WHAT IS BEING ASKED - Your task is to copy every line of the entries that holds the word "text".

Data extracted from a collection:
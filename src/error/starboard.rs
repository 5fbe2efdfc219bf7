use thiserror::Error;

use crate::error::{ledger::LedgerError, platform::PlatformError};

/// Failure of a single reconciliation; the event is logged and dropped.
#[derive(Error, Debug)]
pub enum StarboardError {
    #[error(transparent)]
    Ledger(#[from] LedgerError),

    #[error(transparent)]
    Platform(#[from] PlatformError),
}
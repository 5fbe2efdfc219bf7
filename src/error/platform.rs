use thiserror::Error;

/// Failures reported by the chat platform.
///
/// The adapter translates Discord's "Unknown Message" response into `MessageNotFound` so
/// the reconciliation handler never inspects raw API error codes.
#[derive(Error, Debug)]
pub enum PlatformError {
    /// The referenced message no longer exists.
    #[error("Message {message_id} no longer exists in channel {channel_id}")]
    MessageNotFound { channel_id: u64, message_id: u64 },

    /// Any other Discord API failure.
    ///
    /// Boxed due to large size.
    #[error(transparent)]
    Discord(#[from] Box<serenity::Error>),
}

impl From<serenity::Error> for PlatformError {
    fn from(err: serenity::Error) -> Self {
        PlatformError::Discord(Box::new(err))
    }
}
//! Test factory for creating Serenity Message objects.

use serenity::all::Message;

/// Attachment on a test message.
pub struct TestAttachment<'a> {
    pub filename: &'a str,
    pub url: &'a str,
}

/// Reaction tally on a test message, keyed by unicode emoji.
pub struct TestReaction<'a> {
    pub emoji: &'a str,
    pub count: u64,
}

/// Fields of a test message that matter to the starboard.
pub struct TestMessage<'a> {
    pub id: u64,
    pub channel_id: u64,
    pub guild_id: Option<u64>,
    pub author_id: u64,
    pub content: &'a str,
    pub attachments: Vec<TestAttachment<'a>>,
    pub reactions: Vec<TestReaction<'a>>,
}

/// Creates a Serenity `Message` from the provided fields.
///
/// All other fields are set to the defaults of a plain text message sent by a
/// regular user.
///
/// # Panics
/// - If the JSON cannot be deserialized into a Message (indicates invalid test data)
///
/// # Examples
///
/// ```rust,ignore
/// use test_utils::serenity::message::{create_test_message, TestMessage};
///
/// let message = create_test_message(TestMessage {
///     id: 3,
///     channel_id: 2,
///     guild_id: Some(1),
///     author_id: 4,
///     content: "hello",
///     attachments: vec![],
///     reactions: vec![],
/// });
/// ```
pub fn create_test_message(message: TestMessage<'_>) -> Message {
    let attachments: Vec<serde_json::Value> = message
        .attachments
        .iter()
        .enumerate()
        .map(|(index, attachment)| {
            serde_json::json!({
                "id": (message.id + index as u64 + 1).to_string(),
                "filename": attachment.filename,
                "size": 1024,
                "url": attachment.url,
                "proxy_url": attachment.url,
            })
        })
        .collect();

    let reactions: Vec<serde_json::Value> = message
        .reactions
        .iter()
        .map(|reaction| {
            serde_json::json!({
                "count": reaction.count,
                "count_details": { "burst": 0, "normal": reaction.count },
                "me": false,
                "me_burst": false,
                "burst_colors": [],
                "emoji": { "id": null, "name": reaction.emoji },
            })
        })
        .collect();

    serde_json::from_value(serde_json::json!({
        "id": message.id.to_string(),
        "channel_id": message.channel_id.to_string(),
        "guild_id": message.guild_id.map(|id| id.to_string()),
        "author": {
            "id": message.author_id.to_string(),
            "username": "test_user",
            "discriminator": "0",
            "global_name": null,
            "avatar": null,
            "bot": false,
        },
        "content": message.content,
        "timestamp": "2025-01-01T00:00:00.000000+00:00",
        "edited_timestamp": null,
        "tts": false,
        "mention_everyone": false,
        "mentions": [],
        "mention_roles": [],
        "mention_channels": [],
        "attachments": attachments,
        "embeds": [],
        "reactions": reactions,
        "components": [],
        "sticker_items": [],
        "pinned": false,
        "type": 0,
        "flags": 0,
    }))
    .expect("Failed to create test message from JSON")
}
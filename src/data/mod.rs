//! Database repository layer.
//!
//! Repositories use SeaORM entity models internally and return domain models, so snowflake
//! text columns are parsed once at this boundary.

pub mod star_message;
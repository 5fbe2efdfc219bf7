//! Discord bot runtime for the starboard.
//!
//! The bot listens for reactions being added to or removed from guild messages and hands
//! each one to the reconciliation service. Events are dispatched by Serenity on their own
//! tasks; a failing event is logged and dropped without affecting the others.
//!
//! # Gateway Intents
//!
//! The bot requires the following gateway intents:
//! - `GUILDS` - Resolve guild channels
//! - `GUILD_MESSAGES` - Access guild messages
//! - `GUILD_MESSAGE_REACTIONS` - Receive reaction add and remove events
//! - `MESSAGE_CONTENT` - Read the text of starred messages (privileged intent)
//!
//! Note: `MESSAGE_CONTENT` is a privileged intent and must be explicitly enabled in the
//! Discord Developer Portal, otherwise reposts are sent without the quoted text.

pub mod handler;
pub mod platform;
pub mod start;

WRITTEN ANSWER -
/// All other fields are set to the defaults of a plain text message sent by a
//! text columns are parsed once at this boundary.
//! - `MESSAGE_CONTENT` - Read the text of starred messages (privileged intent)
//! Discord Developer Portal, otherwise reposts are sent without the quoted text.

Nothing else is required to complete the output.